# Exercise objective:
Isolate every line in the data with the string "namespaced" and copy it.

[Stored items]
#[cfg(test)]
mod tests {
    use super::*;
    use crate::fixtures::{self, Harness};
    use async_trait::async_trait;
    use chrono::Duration as ChronoDuration;
    use k8s_openapi::api::core::v1::{Namespace, Secret};
    use k8s_openapi::apimachinery::pkg::api::resource::Quantity;
    use kube::api::{ApiResource, DynamicObject};
    use pgaas_common::crd::{find_condition, Schedule, CONDITION_PROGRESSING};
    use pgaas_common::events::reasons;
    use pgaas_common::store::{ObjectKey, ObjectStore};
    use pgaas_common::testing::{MemoryStore, Operation};
    use rstest::rstest;

    fn with_meta(
        finalizer: bool,
        deleting: bool,
        namespace: Option<&str>,
    ) -> PostgresqlStandalone {
        let mut instance = fixtures::instance();
        if finalizer {
            instance.metadata.finalizers = Some(vec![FINALIZER.to_string()]);
        }
        if deleting {
            instance.metadata.deletion_timestamp =
                Some(k8s_openapi::apimachinery::pkg::apis::meta::v1::Time(fixtures::now()));
        }
        if let Some(ns) = namespace {
            instance.status = Some(pgaas_common::crd::PostgresqlStandaloneStatus {
                helm_chart: Some(pgaas_common::crd::HelmChartStatus {
                    deployment_namespace: ns.to_string(),
                    ..Default::default()
                }),
                ..Default::default()
            });
        }
        instance
    }

    #[rstest]
    #[case(false, false, None, Phase::Create)]
    #[case(true, false, None, Phase::Create)]
    #[case(false, false, Some("sv-postgresql-s-abc"), Phase::Create)]
    #[case(true, false, Some("sv-postgresql-s-abc"), Phase::Update)]
    #[case(true, true, Some("sv-postgresql-s-abc"), Phase::Delete)]
    #[case(true, true, None, Phase::Delete)]
    #[case(false, true, Some("sv-postgresql-s-abc"), Phase::Finalized)]
    fn phase_selection(
        #[case] finalizer: bool,
        #[case] deleting: bool,
        #[case] namespace: Option<&str>,
        #[case] expected: Phase,
    ) {
        assert_eq!(select_phase(&with_meta(finalizer, deleting, namespace)), expected);
    }

    #[test]
    fn releases_map_back_to_their_instance() {
        let mut release = Release::new("sv-postgresql-s-abc", Default::default());
        release.metadata.labels = Some(instance_labels(&fixtures::instance()));

        let reference = release_to_instance(release).unwrap();
        assert_eq!(reference.name, "orders");
        assert_eq!(reference.namespace.as_deref(), Some("team-a"));

        let unlabelled = Release::new("other", Default::default());
        assert!(release_to_instance(unlabelled).is_none());
    }

    async fn run(harness: &Harness) -> Result<Action> {
        reconcile(Arc::new(harness.instance()), harness.controller_context()).await
    }

    /// Story: an instance is provisioned, becomes ready and is torn down in
    /// two passes
    #[tokio::test]
    async fn story_full_lifecycle() {
        let harness = Harness::new();
        harness.seed_bucket_secret();
        let ns = harness.deployment_namespace();

        // First reconcile provisions everything and waits for the release
        let action = run(&harness).await.unwrap();
        assert_eq!(action, Action::requeue(Duration::from_secs(REQUEUE_PROGRESSING_SECS)));
        let instance = harness.instance();
        assert_eq!(instance.finalizers(), &[FINALIZER.to_string()]);
        assert_eq!(instance.deployment_namespace(), Some(ns.as_str()));
        assert!(harness.memory.contains::<Namespace>(&ObjectKey::cluster(&ns)));
        assert!(harness.memory.contains::<Release>(&ObjectKey::cluster(&ns)));
        assert!(harness.memory.contains::<Schedule>(&ObjectKey::namespaced(&ns, "postgresql")));
        let connection = ObjectKey::namespaced("team-a", "orders-connection");
        assert!(harness.memory.contains::<Secret>(&connection));
        let status = instance.status.unwrap();
        assert!(find_condition(&status.conditions, CONDITION_PROGRESSING).unwrap().is_true());
        assert!(!status.is_ready());
        assert!(harness.events.reasons().contains(&reasons::PROGRESSING.to_string()));

        // The provider reports the release ready
        harness.mark_release_ready(fixtures::now());
        let action = run(&harness).await.unwrap();
        assert_eq!(action, Action::requeue(Duration::from_secs(REQUEUE_SUCCESS_SECS)));
        assert!(harness.instance().status.unwrap().is_ready());
        assert!(harness.events.reasons().contains(&reasons::READY.to_string()));

        // Deletion: the first pass removes the release but keeps the namespace
        let store = harness.store.clone();
        assert!(store
            .delete::<PostgresqlStandalone>(&ObjectKey::namespaced("team-a", "orders"))
            .await
            .unwrap());
        let action = run(&harness).await.unwrap();
        assert_eq!(action, Action::requeue(Duration::from_secs(REQUEUE_PROGRESSING_SECS)));
        assert!(!harness.memory.contains::<Secret>(&connection));
        assert!(!harness.memory.contains::<Release>(&ObjectKey::cluster(&ns)));
        assert!(harness.memory.contains::<Namespace>(&ObjectKey::cluster(&ns)));
        assert_eq!(harness.instance().finalizers(), &[FINALIZER.to_string()]);

        // The second pass finds the release gone and finishes
        let action = run(&harness).await.unwrap();
        assert_eq!(action, Action::await_change());
        assert!(!harness.memory.contains::<Namespace>(&ObjectKey::cluster(&ns)));
        assert!(!harness
            .memory
            .contains::<PostgresqlStandalone>(&ObjectKey::namespaced("team-a", "orders")));
        assert!(harness.events.reasons().contains(&reasons::DELETED.to_string()));
    }

    /// Story: a values change is not ready until the release re-reports
    #[tokio::test]
    async fn story_spec_change_waits_for_fresh_ready() {
        let harness = Harness::ready().await;

        let mut instance = harness.instance();
        instance.spec.parameters.resources.memory_limit = Some(Quantity("4Gi".to_string()));
        harness.store.update(&instance).await.unwrap();
        harness.advance(ChronoDuration::minutes(10));

        // The release still carries its old Ready report
        let action = run(&harness).await.unwrap();
        assert_eq!(action, Action::requeue(Duration::from_secs(REQUEUE_PROGRESSING_SECS)));
        let status = harness.instance().status.unwrap();
        assert!(!status.is_ready());
        assert_eq!(status.observed_generation, Some(2));
        assert_eq!(
            status.helm_chart.unwrap().modified_time,
            Some(fixtures::now() + ChronoDuration::minutes(10))
        );

        harness.mark_release_ready(fixtures::now() + ChronoDuration::minutes(11));
        let action = run(&harness).await.unwrap();
        assert_eq!(action, Action::requeue(Duration::from_secs(REQUEUE_SUCCESS_SECS)));
        assert!(harness.instance().status.unwrap().is_ready());
    }

    #[tokio::test]
    async fn conflicts_are_surfaced_and_requeued() {
        let harness = Harness::ready().await;
        harness.memory.fail_next(Operation::UpdateStatus, "PostgresqlStandalone");
        let mut instance = harness.instance();
        instance.spec.parameters.resources.memory_limit = Some(Quantity("4Gi".to_string()));
        harness.store.update(&instance).await.unwrap();

        let err = run(&harness).await.unwrap_err();
        assert!(err.is_conflict());
        let action = error_policy(Arc::new(harness.instance()), &err, harness.controller_context());
        assert_eq!(action, Action::requeue(Duration::from_secs(REQUEUE_ERROR_SECS)));
    }

    #[tokio::test]
    async fn missing_operator_config_is_retried() {
        let harness = Harness::empty();
        harness.memory.seed(&fixtures::instance());

        let err = run(&harness).await.unwrap_err();
        assert!(matches!(err, Error::OperatorConfigLookup { found: 0, .. }));
        let action = error_policy(Arc::new(harness.instance()), &err, harness.controller_context());
        assert_eq!(action, Action::requeue(Duration::from_secs(REQUEUE_ERROR_SECS)));
    }

    #[tokio::test]
    async fn validation_errors_wait_for_a_change() {
        let harness = Harness::new();
        let action = error_policy(
            Arc::new(harness.instance()),
            &Error::validation_for("orders", "too small"),
            harness.controller_context(),
        );
        assert_eq!(action, Action::await_change());

        tokio::time::sleep(Duration::from_millis(10)).await;
        assert_eq!(harness.events.warnings(), vec![reasons::VALIDATION_FAILED.to_string()]);
    }

    #[tokio::test]
    async fn missing_context_key_halts_loudly() {
        let harness = Harness::new();
        let action = error_policy(
            Arc::new(harness.instance()),
            &Error::missing_context_key("release"),
            harness.controller_context(),
        );
        assert_eq!(action, Action::await_change());

        tokio::time::sleep(Duration::from_millis(10)).await;
        assert_eq!(harness.events.warnings(), vec![reasons::INTERNAL_ERROR.to_string()]);
    }

    /// Store whose list calls never finish in time
    struct StalledStore(MemoryStore);

    #[async_trait]
    impl ObjectStore for StalledStore {
        async fn get(&self, ar: &ApiResource, key: &ObjectKey) -> Result<Option<DynamicObject>> {
            self.0.get(ar, key).await
        }

        async fn list(
            &self,
            ar: &ApiResource,
            namespace: Option<String>,
            label_selector: Option<String>,
        ) -> Result<Vec<DynamicObject>> {
            tokio::time::sleep(Duration::from_secs(3600)).await;
            self.0.list(ar, namespace, label_selector).await
        }

        async fn create(&self, ar: &ApiResource, obj: &DynamicObject) -> Result<DynamicObject> {
            self.0.create(ar, obj).await
        }

        async fn update(&self, ar: &ApiResource, obj: &DynamicObject) -> Result<DynamicObject> {
            self.0.update(ar, obj).await
        }

        async fn update_status(
            &self,
            ar: &ApiResource,
            obj: &DynamicObject,
        ) -> Result<DynamicObject> {
            self.0.update_status(ar, obj).await
        }

        async fn delete(&self, ar: &ApiResource, key: &ObjectKey) -> Result<bool> {
            self.0.delete(ar, key).await
        }
    }

    #[tokio::test(start_paused = true)]
    async fn deadline_bounds_the_reconcile() {
        let memory = MemoryStore::new();
        let instance = memory.seed(&fixtures::instance());
        let ctx = ControllerContext::builder(Store::new(Arc::new(StalledStore(memory))))
            .seed(fixtures::SEED)
            .settings(ReconcileSettings {
                deadline: Duration::from_secs(5),
                ..Default::default()
            })
            .build();

        let err = reconcile(Arc::new(instance), Arc::new(ctx)).await.unwrap_err();
        assert!(matches!(err, Error::DeadlineExceeded { seconds: 5 }));
        assert!(err.is_retryable());
    }
}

# Response below:
        assert!(harness.memory.contains::<Schedule>(&ObjectKey::namespaced(&ns, "postgresql")));
        let connection = ObjectKey::namespaced("team-a", "orders-connection");
            .delete::<PostgresqlStandalone>(&ObjectKey::namespaced("team-a", "orders"))
            .contains::<PostgresqlStandalone>(&ObjectKey::namespaced("team-a", "orders")));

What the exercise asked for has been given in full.